# YOUR TASK:
Retype all of the entries precisely.

Segment Start: EXERCISE INPUTS

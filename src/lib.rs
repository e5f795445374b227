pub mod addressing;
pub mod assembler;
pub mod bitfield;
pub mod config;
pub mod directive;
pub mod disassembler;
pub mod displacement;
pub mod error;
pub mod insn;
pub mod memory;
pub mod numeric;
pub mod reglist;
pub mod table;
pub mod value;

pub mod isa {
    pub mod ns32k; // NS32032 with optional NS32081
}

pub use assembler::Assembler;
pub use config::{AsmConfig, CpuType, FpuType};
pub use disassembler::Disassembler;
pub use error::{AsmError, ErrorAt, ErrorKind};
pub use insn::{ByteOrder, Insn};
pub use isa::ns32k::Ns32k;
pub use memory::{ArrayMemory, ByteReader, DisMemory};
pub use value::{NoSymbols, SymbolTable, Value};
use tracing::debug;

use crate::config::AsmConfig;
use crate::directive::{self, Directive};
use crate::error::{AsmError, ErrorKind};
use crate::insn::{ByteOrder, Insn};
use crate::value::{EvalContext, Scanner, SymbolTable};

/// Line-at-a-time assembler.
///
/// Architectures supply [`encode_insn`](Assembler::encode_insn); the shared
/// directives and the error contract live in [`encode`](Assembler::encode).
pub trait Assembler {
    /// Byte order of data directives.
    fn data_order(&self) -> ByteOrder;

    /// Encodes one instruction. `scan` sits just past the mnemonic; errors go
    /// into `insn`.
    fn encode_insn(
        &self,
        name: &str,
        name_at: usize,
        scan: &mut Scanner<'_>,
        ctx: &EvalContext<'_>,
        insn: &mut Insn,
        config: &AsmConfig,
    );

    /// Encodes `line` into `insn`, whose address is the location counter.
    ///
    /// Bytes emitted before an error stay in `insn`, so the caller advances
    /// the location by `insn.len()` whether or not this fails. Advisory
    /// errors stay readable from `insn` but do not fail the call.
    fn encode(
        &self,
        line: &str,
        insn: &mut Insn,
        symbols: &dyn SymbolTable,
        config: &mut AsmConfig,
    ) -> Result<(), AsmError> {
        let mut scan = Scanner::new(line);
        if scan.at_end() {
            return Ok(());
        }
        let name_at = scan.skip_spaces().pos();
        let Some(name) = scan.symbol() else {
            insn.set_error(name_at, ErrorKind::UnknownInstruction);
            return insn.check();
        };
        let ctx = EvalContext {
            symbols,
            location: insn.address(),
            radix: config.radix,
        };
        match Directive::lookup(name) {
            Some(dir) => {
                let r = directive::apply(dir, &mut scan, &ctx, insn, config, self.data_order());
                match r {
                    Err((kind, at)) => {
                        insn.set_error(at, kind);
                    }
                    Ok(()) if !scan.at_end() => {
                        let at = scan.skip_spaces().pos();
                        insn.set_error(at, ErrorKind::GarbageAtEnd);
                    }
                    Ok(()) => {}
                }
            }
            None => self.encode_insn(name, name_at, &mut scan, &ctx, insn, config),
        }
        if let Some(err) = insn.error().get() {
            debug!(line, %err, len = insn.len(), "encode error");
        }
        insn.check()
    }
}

Segment End: EXERCISE INPUTS

# RESULT OF THE TASK:
filename src/lib.rs
repository e5f795445374b227
pub mod addressing;
pub mod assembler;
pub mod bitfield;
pub mod config;
pub mod directive;
pub mod disassembler;
pub mod displacement;
pub mod error;
pub mod insn;
pub mod memory;
pub mod numeric;
pub mod reglist;
pub mod table;
pub mod value;

pub mod isa {
    pub mod ns32k; // NS32032 with optional NS32081
}

pub use assembler::Assembler;
pub use config::{AsmConfig, CpuType, FpuType};
pub use disassembler::Disassembler;
pub use error::{AsmError, ErrorAt, ErrorKind};
pub use insn::{ByteOrder, Insn};
pub use isa::ns32k::Ns32k;
pub use memory::{ArrayMemory, ByteReader, DisMemory};
pub use value::{NoSymbols, SymbolTable, Value};
use tracing::debug;

use crate::config::AsmConfig;
use crate::directive::{self, Directive};
use crate::error::{AsmError, ErrorKind};
use crate::insn::{ByteOrder, Insn};
use crate::value::{EvalContext, Scanner, SymbolTable};

/// Line-at-a-time assembler.
///
/// Architectures supply [`encode_insn`](Assembler::encode_insn); the shared
/// directives and the error contract live in [`encode`](Assembler::encode).
pub trait Assembler {
    /// Byte order of data directives.
    fn data_order(&self) -> ByteOrder;

    /// Encodes one instruction. `scan` sits just past the mnemonic; errors go
    /// into `insn`.
    fn encode_insn(
        &self,
        name: &str,
        name_at: usize,
        scan: &mut Scanner<'_>,
        ctx: &EvalContext<'_>,
        insn: &mut Insn,
        config: &AsmConfig,
    );

    /// Encodes `line` into `insn`, whose address is the location counter.
    ///
    /// Bytes emitted before an error stay in `insn`, so the caller advances
    /// the location by `insn.len()` whether or not this fails. Advisory
    /// errors stay readable from `insn` but do not fail the call.
    fn encode(
        &self,
        line: &str,
        insn: &mut Insn,
        symbols: &dyn SymbolTable,
        config: &mut AsmConfig,
    ) -> Result<(), AsmError> {
        let mut scan = Scanner::new(line);
        if scan.at_end() {
            return Ok(());
        }
        let name_at = scan.skip_spaces().pos();
        let Some(name) = scan.symbol() else {
            insn.set_error(name_at, ErrorKind::UnknownInstruction);
            return insn.check();
        };
        let ctx = EvalContext {
            symbols,
            location: insn.address(),
            radix: config.radix,
        };
        match Directive::lookup(name) {
            Some(dir) => {
                let r = directive::apply(dir, &mut scan, &ctx, insn, config, self.data_order());
                match r {
                    Err((kind, at)) => {
                        insn.set_error(at, kind);
                    }
                    Ok(()) if !scan.at_end() => {
                        let at = scan.skip_spaces().pos();
                        insn.set_error(at, ErrorKind::GarbageAtEnd);
                    }
                    Ok(()) => {}
                }
            }
            None => self.encode_insn(name, name_at, &mut scan, &ctx, insn, config),
        }
        if let Some(err) = insn.error().get() {
            debug!(line, %err, len = insn.len(), "encode error");
        }
        insn.check()
    }
}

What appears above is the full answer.